The other implicit argument being made in pieces like these, though this pieces doesn’t come out and say it, is that proportional representation will likely deliver us a series of coalition governments by nice leftist parties, and we’ll get solar panels on roofs, and great social programs, and no divisive politics because they’ll be forced to cooperate. Won’t it be great? Err, except that’s not what happens, and if anyone thinks it’ll be nice leftist coalitions in perpetuity, they should perhaps look at what’s going on in Europe right now, and how the populist mood there and in North America would have consequences in our own elections that wouldn’t be mitigated like our current brokerage system does, and that could be an even bigger problem. But that’s not the established electoral reform/PR narrative, even though it should be.
Good reads:
- Justin Trudeau met with a BC First Nation who is championing the Trans Mountain expansion. Trudeau says he’s not concerned if the pipeline costs him seats.
- Trudeau also says that Donald Trump will face very frank questions about his tariff imposition if he shows up at the G7. There may not be a joint communique this time.
- Trump’s economic advisor was pitching bilateral deals instead of NAFTA – Canada said no thanks. Trump was also warned against imposing tariffs on Canada.
- The MMIW Inquiry got a six-month extension instead of the two years they asked for, but also funds for different recommended programmes.
- There was a blow-up between Catherine McKenna and the Conservatives on the environment committee yesterday.
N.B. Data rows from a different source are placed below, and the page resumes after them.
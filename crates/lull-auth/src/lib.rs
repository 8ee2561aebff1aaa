//! Panel authentication for lull.
//!
//! The panel's management API is bearer-authenticated; tokens come from an
//! OAuth2 client-credentials exchange against the panel's own token
//! endpoint. This crate provides:
//!
//! - [`AuthConfig`]: panel URL and client credentials
//! - [`TokenCache`]: cached token with proactive refresh and
//!   single-flight coordination between concurrent callers
//!
//! # Example
//!
//! ```no_run
//! use lull_auth::{AuthConfig, TokenCache};
//!
//! # async fn example() -> Result<(), lull_auth::AuthError> {
//! let cache = TokenCache::new(AuthConfig {
//!     base_url: "https://panel.example.net".to_string(),
//!     client_id: "my-client".to_string(),
//!     client_secret: "my-secret".to_string(),
//! });
//!
//! let token = cache.get_token().await?;
//! println!("bearer {token}");
//! # Ok(())
//! # }
//! ```

#![forbid(unsafe_code)]
#![warn(missing_docs)]
#![warn(clippy::all)]
#![warn(clippy::pedantic)]

pub mod error;
pub mod token;

pub use error::{AuthError, Result};
pub use token::{CachedToken, TokenCache};

/// Configuration for panel authentication.
#[derive(Debug, Clone)]
pub struct AuthConfig {
    /// Base URL of the panel (e.g. `https://panel.example.net`).
    pub base_url: String,
    /// OAuth2 client id issued by the panel.
    pub client_id: String,
    /// OAuth2 client secret issued by the panel.
    pub client_secret: String,
}

impl AuthConfig {
    /// Get the OAuth2 token endpoint URL.
    #[must_use]
    pub fn token_url(&self) -> String {
        format!("{}/oauth2/token", self.base_url)
    }
}

impl Default for AuthConfig {
    fn default() -> Self {
        Self {
            base_url: "https://your.panel.domain".to_string(),
            client_id: "your-client-id-here".to_string(),
            client_secret: "your-client-secret-here".to_string(),
        }
    }
}
//! The lifecycle controller: host events in, panel commands out.
//!
//! The controller orchestrates demand tracking, cooldown timers, and
//! readiness watches in response to the three events the host reports:
//! a session attached to a resource, a session detached, and a session
//! blocked on a resource that is not reachable yet.
//!
//! Entry points hand off to background tasks immediately, so the host's
//! event dispatch never blocks on network I/O. Work for one resource is
//! serialized by a per-resource lock; distinct resources proceed
//! independently.

use std::collections::HashMap;
use std::sync::Arc;

use lull_core::{ResourceId, SessionId};
use lull_panel::PanelClient;
use parking_lot::Mutex;
use tokio::sync::{Mutex as AsyncMutex, Notify, OwnedMutexGuard};

use crate::cooldown::CooldownScheduler;
use crate::demand::DemandTracker;
use crate::host::{ReadinessCheck, SessionHandoff};
use crate::probe::AvailabilityProber;
use crate::queue::WaitQueue;
use crate::types::{LifecycleConfig, ResourcePhase};

struct Inner<P, H> {
    config: LifecycleConfig,
    panel: Arc<P>,
    host: Arc<H>,
    demand: DemandTracker,
    cooldowns: CooldownScheduler,
    queue: WaitQueue,
    prober: AvailabilityProber<H>,
    /// Per-resource serialization of event handling.
    locks: Mutex<HashMap<ResourceId, Arc<AsyncMutex<()>>>>,
    /// Resources with a readiness watch in flight; the notify cancels the
    /// watch when its queue empties.
    watches: Mutex<HashMap<ResourceId, Arc<Notify>>>,
}

/// Handle to the lifecycle controller.
///
/// Cloning is cheap; clones share all state. The host typically keeps one
/// clone and calls the three `session_*` entry points from its event
/// dispatch.
pub struct LifecycleController<P, H> {
    inner: Arc<Inner<P, H>>,
}

impl<P, H> Clone for LifecycleController<P, H> {
    fn clone(&self) -> Self {
        Self {
            inner: Arc::clone(&self.inner),
        }
    }
}

impl<P, H> LifecycleController<P, H>
where
    P: PanelClient + 'static,
    H: ReadinessCheck + SessionHandoff + 'static,
{
    /// Create a controller over a panel client and the host's primitives.
    ///
    /// Demand sets for every mapped resource are created up front so
    /// their counts are queryable before any event arrives.
    #[must_use]
    pub fn new(config: LifecycleConfig, panel: Arc<P>, host: Arc<H>) -> Self {
        let demand = DemandTracker::new();
        for resource in config.servers.keys() {
            demand.ensure(resource);
        }

        let prober = AvailabilityProber::new(Arc::clone(&host), config.probe_timeout);

        Self {
            inner: Arc::new(Inner {
                config,
                panel,
                host,
                demand,
                cooldowns: CooldownScheduler::new(),
                queue: WaitQueue::new(),
                prober,
                locks: Mutex::new(HashMap::new()),
                watches: Mutex::new(HashMap::new()),
            }),
        }
    }

    // =========================================================================
    // Host entry points (fire-and-forget)
    // =========================================================================

    /// A session attached directly to an already reachable resource.
    ///
    /// Returns immediately; the work runs on a background task.
    pub fn session_attached(&self, resource: ResourceId, session: SessionId) {
        let this = self.clone();
        tokio::spawn(async move { this.handle_attached(resource, session).await });
    }

    /// A session disconnected or is leaving its resource.
    ///
    /// Returns immediately; the work runs on a background task.
    pub fn session_detached(&self, session: SessionId) {
        let this = self.clone();
        tokio::spawn(async move { this.handle_detached(session).await });
    }

    /// A session tried to connect to a resource the host judged
    /// unavailable.
    ///
    /// Returns immediately; the work runs on a background task.
    pub fn session_blocked(&self, resource: ResourceId, session: SessionId) {
        let this = self.clone();
        tokio::spawn(async move { this.handle_blocked(resource, session).await });
    }

    // =========================================================================
    // Event handling
    // =========================================================================

    /// Handle an attach to completion.
    ///
    /// [`Self::session_attached`] is the fire-and-forget wrapper around
    /// this.
    pub async fn handle_attached(&self, resource: ResourceId, session: SessionId) {
        let serial = self.resource_lock(&resource).await;

        // A session that connects anywhere stops waiting. If it was the
        // last one queued, the readiness watch has nothing left to do.
        if let Some((waited_for, now_empty)) = self.inner.queue.remove(&session) {
            tracing::debug!(
                session = %session,
                resource = %waited_for,
                "session connected while queued"
            );
            if now_empty {
                self.cancel_watch(&waited_for);
            }
        }

        let outcome = self.inner.demand.join(&resource, &session);
        tracing::debug!(
            resource = %resource,
            session = %session,
            count = outcome.count,
            "session attached"
        );

        // Arriving while cooling cancels the pending stop, whatever the
        // count now is.
        self.inner.cooldowns.disarm(&resource);

        if outcome.count == 1 {
            self.start_resource(&resource).await;
        }

        drop(serial);

        // A displaced session is an implicit detach for the resource it
        // left; give that resource its zero-demand handling too.
        if let Some(previous) = outcome.displaced {
            let _serial = self.resource_lock(&previous).await;
            if self.inner.demand.count(&previous) == 0 {
                self.arm_cooldown(&previous);
            }
        }
    }

    /// Handle a detach to completion.
    ///
    /// [`Self::session_detached`] is the fire-and-forget wrapper around
    /// this.
    pub async fn handle_detached(&self, session: SessionId) {
        // A waiting session that disconnects leaves its queue; when that
        // empties the queue, the readiness watch is cancelled.
        if let Some((resource, now_empty)) = self.inner.queue.remove(&session) {
            tracing::debug!(
                resource = %resource,
                session = %session,
                "waiting session left the queue"
            );
            if now_empty {
                self.cancel_watch(&resource);
            }
        }

        loop {
            let Some(resource) = self.inner.demand.resource_of(&session) else {
                return;
            };
            let serial = self.resource_lock(&resource).await;

            // The session may have moved while we waited for the lock;
            // mutating under the wrong resource's lock would break
            // per-resource ordering.
            if self.inner.demand.resource_of(&session).as_ref() != Some(&resource) {
                drop(serial);
                continue;
            }

            let Some((resource, remaining)) = self.inner.demand.leave(&session) else {
                return;
            };
            tracing::debug!(
                resource = %resource,
                session = %session,
                remaining,
                "session detached"
            );

            if remaining == 0 {
                self.arm_cooldown(&resource);
            }
            return;
        }
    }

    /// Handle a blocked connection attempt to completion.
    ///
    /// [`Self::session_blocked`] is the fire-and-forget wrapper around
    /// this.
    pub async fn handle_blocked(&self, resource: ResourceId, session: SessionId) {
        let _serial = self.resource_lock(&resource).await;

        let queued = self.inner.queue.enqueue(&resource, &session);
        let present = queued + self.inner.demand.count(&resource);
        tracing::debug!(
            resource = %resource,
            session = %session,
            queued,
            "session waiting for resource"
        );

        // Only the first queued-or-joined session triggers a start; the
        // panel treats start-when-running as a no-op anyway.
        if present == 1 {
            self.start_resource(&resource).await;
        }

        self.ensure_watch(&resource);
    }

    // =========================================================================
    // Introspection
    // =========================================================================

    /// Derived phase of a resource.
    #[must_use]
    pub fn phase_of(&self, resource: &ResourceId) -> ResourcePhase {
        if self.inner.demand.count(resource) > 0 {
            ResourcePhase::Active
        } else if self.inner.cooldowns.is_armed(resource) {
            ResourcePhase::Cooling
        } else if !self.inner.queue.is_empty(resource)
            || self.inner.watches.lock().contains_key(resource)
        {
            ResourcePhase::Starting
        } else {
            ResourcePhase::Idle
        }
    }

    /// Number of sessions currently attached to a resource.
    #[must_use]
    pub fn sessions_attached(&self, resource: &ResourceId) -> usize {
        self.inner.demand.count(resource)
    }

    /// Number of sessions queued for a resource.
    #[must_use]
    pub fn sessions_waiting(&self, resource: &ResourceId) -> usize {
        self.inner.queue.len(resource)
    }

    // =========================================================================
    // Internals
    // =========================================================================

    /// Acquire the per-resource serialization lock.
    async fn resource_lock(&self, resource: &ResourceId) -> OwnedMutexGuard<()> {
        let lock = {
            let mut locks = self.inner.locks.lock();
            Arc::clone(locks.entry(resource.clone()).or_default())
        };
        lock.lock_owned().await
    }

    /// Issue a start command if the resource is mapped to a panel
    /// instance.
    async fn start_resource(&self, resource: &ResourceId) {
        let Some(instance) = self.inner.config.instance_for(resource) else {
            tracing::debug!(resource = %resource, "no panel mapping for resource; start skipped");
            return;
        };

        tracing::info!(resource = %resource, instance = %instance, "starting resource");
        if let Err(err) = self.inner.panel.start_server(instance).await {
            // No retry here: a later join or blocked arrival re-triggers.
            tracing::error!(
                resource = %resource,
                instance = %instance,
                error = %err,
                "start command failed"
            );
        }
    }

    /// Issue a stop command if the resource is mapped to a panel instance.
    async fn stop_resource(&self, resource: &ResourceId) {
        let Some(instance) = self.inner.config.instance_for(resource) else {
            tracing::debug!(resource = %resource, "no panel mapping for resource; stop skipped");
            return;
        };

        tracing::info!(resource = %resource, instance = %instance, "stopping idle resource");
        if let Err(err) = self.inner.panel.stop_server(instance).await {
            tracing::error!(
                resource = %resource,
                instance = %instance,
                error = %err,
                "stop command failed"
            );
        }
    }

    /// Arm the inactivity timer whose fire stops the resource.
    fn arm_cooldown(&self, resource: &ResourceId) {
        let delay = self.inner.config.inactivity_timeout;
        tracing::debug!(
            resource = %resource,
            delay_seconds = delay.as_secs(),
            "demand hit zero; arming stop timer"
        );

        let this = self.clone();
        let fired_for = resource.clone();
        self.inner
            .cooldowns
            .arm(resource.clone(), delay, move || async move {
                this.stop_resource(&fired_for).await;
            });
    }

    /// Start a readiness watch for the resource unless one is running.
    fn ensure_watch(&self, resource: &ResourceId) {
        let cancel = {
            let mut watches = self.inner.watches.lock();
            if watches.contains_key(resource) {
                return;
            }
            let cancel = Arc::new(Notify::new());
            watches.insert(resource.clone(), Arc::clone(&cancel));
            cancel
        };

        tracing::debug!(resource = %resource, "starting readiness watch");
        let this = self.clone();
        let resource = resource.clone();
        tokio::spawn(async move { this.run_watch(resource, cancel).await });
    }

    /// Cancel the watch for a resource, if one is running.
    fn cancel_watch(&self, resource: &ResourceId) {
        if let Some(cancel) = self.inner.watches.lock().remove(resource) {
            cancel.notify_one();
            tracing::debug!(resource = %resource, "readiness watch cancelled");
        }
    }

    /// Remove the watch entry, unless a newer watch already replaced it.
    fn clear_watch_entry(&self, resource: &ResourceId, cancel: &Arc<Notify>) {
        let mut watches = self.inner.watches.lock();
        if watches
            .get(resource)
            .is_some_and(|current| Arc::ptr_eq(current, cancel))
        {
            watches.remove(resource);
        }
    }

    /// Watch a starting resource and hand queued sessions off once it
    /// answers.
    async fn run_watch(&self, resource: ResourceId, cancel: Arc<Notify>) {
        let ready = tokio::select! {
            ready = self.inner.prober.wait_until_ready(
                &resource,
                self.inner.config.probe_attempts,
                self.inner.config.probe_interval,
            ) => ready,
            // The queue emptied; whoever cancelled removed the entry.
            () = cancel.notified() => return,
        };

        if !ready {
            let waiting = self.inner.queue.len(&resource);
            tracing::warn!(
                resource = %resource,
                waiting,
                "resource did not become ready; sessions stay queued until another arrival re-arms the watch"
            );
            self.clear_watch_entry(&resource, &cancel);
            return;
        }

        let _serial = self.resource_lock(&resource).await;
        self.clear_watch_entry(&resource, &cancel);

        for session in self.inner.queue.drain(&resource) {
            self.inner.host.transfer(&session, &resource).await;
            let outcome = self.inner.demand.join(&resource, &session);
            tracing::debug!(
                resource = %resource,
                session = %session,
                count = outcome.count,
                "queued session handed off"
            );
        }
    }
}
Yay silly season!
- Mélanie Joly launched an expert panel to review all broadcasting rules for the digital era, but it’s got an 18-month timeline, taking it past the next election.
- It looks like negotiations with Davie shipyard over medium icebreakers are reaching a deal, with the exception of the question of Davie’s bid for a heavy icebreaker.
- The costs of building new Joint Support Ships has also climbed by another $1.1 billion as the timelines for construction continue to extend.
- The government plans to expand biometric data collection of visitors to Canada, raising privacy concerns.
- The Canadian Forces is not meeting its target for recruiting women, but more women who sign up are looking to become officers.
- The US government is ramping up its “white hat” hacker programme to help find security vulnerabilities, but Canada won’t say if we do the same.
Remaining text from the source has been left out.